Para ushuliyyin telah membukukan kaidah-kaidah ushul sebagai alat untuk menggali hukum dari Al-Qur'an dan Assunnah, sehingga semua problematika kehidupan manusia bisa terjawab sesuai dengan Al-Qur’an dan Assunnah. Seperti kaidah “Al-amru Yaqtadhi Al-wujub”“Annahyu Yaqtadhi Al-fasaad” dan pengklasifikasian lafadz menjadi universal dan spesifik, dsb. Sehingga dengan kaidah-kaidah tersebut, kiranya seorang mujtahid bisa menggali hukum untuk semua problematika masyarakat yang silih berganti.


Hal baru yang terjadi ditengah masyarakat, terkadang tidak kita dapati nash Al-Qur'an atau Hadits yang secara terang mengulas hukum hal tersebut, itu bukan berarti hukum hal tersebut tidak ada dalam Al-Qur'an atau Assunnah, melainkan disana terdapat nash-nash yang bersifat universal yang mencakup kejadian tersebut, atau terkandung dalam sebuah nash secara implisit yang tidak bisa dipahami kecuali oleh orang-orang tertentu, yang memiliki kadar ilmu yang luas.
Hal-hal yang demikian juga banyak menjadi asas perselisihan antar satu golongan dengan lainnya, karena setiap individu tentunya mempunyai pandangan yang berbeda dalam menyikapi masalah baru yang tidak termaktub hukumnya secara eksplisit dalam Al-Qur’an atau Assunnah, sehingga dari sudut pandang yang berbeda inilah menghasilkan hukum yang berbeda juga.
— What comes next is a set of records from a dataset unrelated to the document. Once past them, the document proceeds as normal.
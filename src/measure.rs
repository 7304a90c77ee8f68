//! Bounding box computation over recorded commands

use crate::command::Command;
use crate::decode::Decoder;
use crate::error::{Error, Result};
use crate::format::{bounding_box, transform_rect, union, Affine, Point, Rect, Size};
use crate::geometry::GeometryDrawingSettings;
use crate::reader::MAX_NESTING_DEPTH;

/// Accumulates the bounds of drawable commands under the current transform
/// stack. Pens, clips and opacity do not change the bounds.
#[derive(Debug, Clone)]
pub struct Bounds {
    /// Always holds the root frame at the bottom
    stack: Vec<Affine>,
    rect: Option<Rect>,
    /// Embedded drawings this one is nested in
    level: usize,
}

impl Default for Bounds {
    fn default() -> Self {
        Self::new()
    }
}

impl Bounds {
    /// Nothing drawn, no transform pushed
    pub fn new() -> Self {
        Self {
            stack: vec![Affine::IDENTITY],
            rect: None,
            level: 0,
        }
    }

    /// Union of everything drawn so far, `None` when nothing was drawn
    pub fn rect(&self) -> Option<Rect> {
        self.rect
    }

    /// Number of pushes without a matching pop
    pub fn depth(&self) -> usize {
        self.stack.len() - 1
    }

    /// Replay `command`. Fails on an unmatched pop or a broken embedded drawing.
    pub fn record(&mut self, command: &Command) -> Result<()> {
        match command {
            Command::NoOp | Command::SetPen(_) | Command::SetBrush(_) | Command::Close => {}
            Command::DrawLine { start, end } => self.include(bounding_box([*start, *end])),
            Command::DrawLines { points } => self.include(bounding_box(points.iter().copied())),
            Command::DrawRectangle {
                x,
                y,
                width,
                height,
            } => self.include(Some(
                Rect::from_origin_size(Point::new(*x, *y), Size::new(*width, *height)).abs(),
            )),
            Command::DrawEllipse {
                center,
                radius_x,
                radius_y,
            } => self.include(Some(Rect::from_center_size(
                *center,
                Size::new(2.0 * radius_x.abs(), 2.0 * radius_y.abs()),
            ))),
            Command::DrawGeometry { geometry, settings } => {
                self.include(geometry.bounds().map(|bounds| settings.place(bounds)))
            }
            Command::DrawText { text, settings } => {
                self.include(Some(settings.place(text.bounds())))
            }
            Command::DrawImage { bitmap, settings } => self.include(Some(settings.place(bitmap))),
            Command::DrawDrawing { data, settings } => {
                let mut nested = self.nested()?;
                for command in Decoder::new(data).decode()? {
                    nested.record(&command)?;
                }

                self.include_drawing(nested.rect(), settings);
            }
            Command::PushTransform(transform) => {
                let top = self.top();
                self.stack.push(top * transform.to_affine());
            }
            Command::PushClip(_) | Command::PushOpacity(_) => {
                let top = self.top();
                self.stack.push(top);
            }
            Command::Pop => {
                if self.stack.len() <= 1 {
                    return Err(Error::StackUnderflow);
                }
                self.stack.pop();
            }
        }

        Ok(())
    }

    /// Include a nested drawing whose own bounds are `nested`
    pub fn include_drawing(&mut self, nested: Option<Rect>, settings: &GeometryDrawingSettings) {
        self.include(nested.map(|bounds| settings.place(bounds)));
    }

    fn nested(&self) -> Result<Bounds> {
        if self.level >= MAX_NESTING_DEPTH {
            return Err(Error::NestingTooDeep(MAX_NESTING_DEPTH));
        }

        Ok(Bounds {
            level: self.level + 1,
            ..Bounds::new()
        })
    }

    fn top(&self) -> Affine {
        self.stack.last().copied().unwrap_or(Affine::IDENTITY)
    }

    fn include(&mut self, local: Option<Rect>) {
        let placed = local.map(|rect| transform_rect(self.top(), rect));
        self.rect = union(self.rect, placed);
    }
}

/// Bounds of a command sequence, `None` when nothing is drawn
pub fn measure(commands: &[Command]) -> Result<Option<Rect>> {
    let mut bounds = Bounds::new();
    for command in commands {
        bounds.record(command)?;
    }

    Ok(bounds.rect())
}

#[cfg(test)]
mod tests {
    use super::*;
    use crate::geometry::Geometry;
    use crate::ids::{HorizontalAnchor, VerticalAnchor};
    use crate::format::Serializable;
    use crate::transform::Transform;
    use crate::writer::BufferWriter;

    fn encode(commands: &[Command]) -> Vec<u8> {
        let mut writer = BufferWriter::new();
        for command in commands {
            command.serialize(&mut writer).unwrap();
        }
        writer.into_data()
    }

    #[test]
    fn union_of_rectangle_and_ellipse() {
        let bounds = measure(&[
            Command::DrawRectangle {
                x: 0.0,
                y: 0.0,
                width: 10.0,
                height: 5.0,
            },
            Command::DrawEllipse {
                center: Point::new(20.0, 0.0),
                radius_x: 3.0,
                radius_y: 3.0,
            },
        ])
        .unwrap();

        assert_eq!(bounds, Some(Rect::new(0.0, -3.0, 23.0, 5.0)));
    }

    #[test]
    fn nothing_drawn() {
        let bounds = measure(&[
            Command::PushOpacity(0.5),
            Command::SetPen(None),
            Command::Pop,
            Command::Close,
        ])
        .unwrap();

        assert_eq!(bounds, None);
    }

    #[test]
    fn transforms_apply_until_popped() {
        let bounds = measure(&[
            Command::PushTransform(Transform::translation(100.0, 0.0)),
            Command::PushClip(Geometry::rectangle(0.0, 0.0, 1.0, 1.0)),
            Command::PushTransform(Transform::scaling(2.0, 2.0)),
            Command::DrawLine {
                start: Point::new(0.0, 0.0),
                end: Point::new(1.0, 1.0),
            },
            Command::Pop,
            Command::Pop,
            Command::Pop,
            Command::DrawLine {
                start: Point::new(0.0, 0.0),
                end: Point::new(1.0, 1.0),
            },
        ])
        .unwrap();

        assert_eq!(bounds, Some(Rect::new(0.0, 0.0, 102.0, 2.0)));
    }

    #[test]
    fn geometry_is_placed_by_its_anchors() {
        let bounds = measure(&[Command::DrawGeometry {
            geometry: Geometry::rectangle(5.0, 5.0, 4.0, 2.0),
            settings: GeometryDrawingSettings {
                position: Point::new(0.0, 0.0),
                anchor_x: HorizontalAnchor::Right,
                anchor_y: VerticalAnchor::Top,
            },
        }])
        .unwrap();

        assert_eq!(bounds, Some(Rect::new(-4.0, 0.0, 0.0, 2.0)));
    }

    #[test]
    fn custom_geometry_has_no_bounds() {
        let bounds = measure(&[Command::DrawGeometry {
            geometry: Geometry::custom("M 0,0 L 10,10"),
            settings: GeometryDrawingSettings::default(),
        }])
        .unwrap();

        assert_eq!(bounds, None);
    }

    #[test]
    fn embedded_drawings_are_measured() {
        let inner = [
            Command::DrawRectangle {
                x: 0.0,
                y: 0.0,
                width: 4.0,
                height: 2.0,
            },
            Command::Close,
        ];

        let bounds = measure(&[Command::DrawDrawing {
            data: encode(&inner),
            settings: GeometryDrawingSettings::at(Point::new(10.0, 10.0)),
        }])
        .unwrap();

        assert_eq!(bounds, Some(Rect::new(10.0, 10.0, 14.0, 12.0)));
    }

    #[test]
    fn deeply_embedded_drawings_are_rejected() {
        let mut data = encode(&[Command::Close]);
        for _ in 0..MAX_NESTING_DEPTH + 1 {
            data = encode(&[
                Command::DrawDrawing {
                    data,
                    settings: GeometryDrawingSettings::default(),
                },
                Command::Close,
            ]);
        }

        let commands = Decoder::new(&data).decode().unwrap();
        assert!(matches!(
            measure(&commands),
            Err(Error::NestingTooDeep(_))
        ));
    }

    #[test]
    fn unmatched_pop_fails() {
        let mut bounds = Bounds::new();
        bounds.record(&Command::PushOpacity(1.0)).unwrap();
        assert_eq!(bounds.depth(), 1);

        bounds.record(&Command::Pop).unwrap();
        assert!(matches!(
            bounds.record(&Command::Pop),
            Err(Error::StackUnderflow)
        ));
    }
}
//! Human readable s-expression dump of decoded drawings

use std::fmt::{Debug, Display, Result, Write};

use crate::command::Command;
use crate::decode::Decoder;
use crate::error::Error;
use crate::format::{Color, Point, Size};
use crate::geometry::{Geometry, GeometryDrawingSettings, GeometryKind, PathFigure, PathSegment};
use crate::highlight::{Highlight, HighlightRecord, MeasurementValueRef, Tooltip, TooltipLine};
use crate::image::{Bitmap, ImageDrawingSettings};
use crate::material::{Brush, Pen};
use crate::reader::MAX_NESTING_DEPTH;
use crate::text::{Font, FormattedText, TextDecorations, TextDrawingSettings};
use crate::transform::Transform;

/// Write the commands of a drawing and its highlight records
pub fn render_text(
    commands: &[Command],
    highlights: &[HighlightRecord],
    w: &mut impl std::io::Write,
) -> crate::error::Result<()> {
    struct Writer<'a, W> {
        inner: &'a mut W,
        error: Option<std::io::Error>,
    }

    impl<'a, W> Write for Writer<'a, W>
    where
        W: std::io::Write,
    {
        fn write_str(&mut self, s: &str) -> Result {
            if self.error.is_some() {
                return Err(std::fmt::Error);
            }

            if let Err(e) = write!(self.inner, "{}", s) {
                self.error = Some(e);
                return Err(std::fmt::Error);
            }

            Ok(())
        }
    }

    let mut writer = Writer {
        inner: w,
        error: None,
    };

    let result = Dump {
        commands,
        highlights,
    }
    .to_text(&mut writer, 0);

    if let Some(e) = writer.error {
        return Err(e.into());
    }

    result.map_err(|_| {
        std::io::Error::new(std::io::ErrorKind::Other, "formatting the dump failed").into()
    })
}

/// Render into a string
pub fn to_string(commands: &[Command], highlights: &[HighlightRecord]) -> String {
    Dump {
        commands,
        highlights,
    }
    .display()
    .to_string()
}

trait ToTextFormat: Sized {
    fn to_text(&self, w: &mut impl Write, indent: usize) -> Result;

    fn display(&self) -> Wrap<'_, Self> {
        Wrap {
            inner: self,
            indent: 0,
        }
    }
}

struct Indent(usize);

impl Display for Indent {
    fn fmt(&self, f: &mut std::fmt::Formatter<'_>) -> std::fmt::Result {
        for _ in 0..self.0 {
            write!(f, "  ")?;
        }

        Ok(())
    }
}

struct Wrap<'a, T> {
    indent: usize,
    inner: &'a T,
}

impl<'a, T> Display for Wrap<'a, T>
where
    T: ToTextFormat,
{
    fn fmt(&self, f: &mut std::fmt::Formatter) -> std::fmt::Result {
        self.inner.to_text(f, self.indent)?;

        Ok(())
    }
}

/// Identifier names as snake case keywords, `EvenOdd` becomes `even_odd`
struct Keyword<T>(T);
Tetapi perbedaan tersebut kiranya tidak pantas untuk dipermasalahkan, selagi perbedaan tersebut masih pada masalah ijtihadiyah dan masih dalam koredor kaidah-kaidah syari’ah.
Perbedaan pendapat adalah hal yang sangat wajar, karena perbedaan adalah fitrah manusia yang sudah terjadi sejak zaman awal islam yaitu zaman para sahabat. Yang sangat disayangkan, terkadang kita dapati beberapa golongan yang tidak mempunyai etika dalam menyikapi perbedaan pendapat tersebut, sehingga hanya cacimakian saja yang keluar dari mulut mereka, bahkan berani mengklaim orang yang beridiologi beda dengan mereka sebagai golongan yang sesat dan keluar dari koredor syari’ah, padahal masalah yang mereka perdebatkan adalah masalah yang bersifat Ijtihadiyah.
Diantara sebab terjadinya perselisihan pendapat yang berakibat cacimakian terhadap golongan lain adalah "tuduhan BID'AH DHOLALAH", yaitu anggapan bahwa "Semua hal baru yang terjadi dan tidak pernah ada di zaman Nabi SAW, Sahabat dan Salafuna Sholih adalah Bid’ah dan semua Bid’ah adalah kesesatan". Maka berangkat dari tuduhan ini, banyak dari mereka yang mengingkari golongan lain tanpa didasari dengan etika, sampai berani melontarkan tuduhan kafir kepada saudara semuslimnya.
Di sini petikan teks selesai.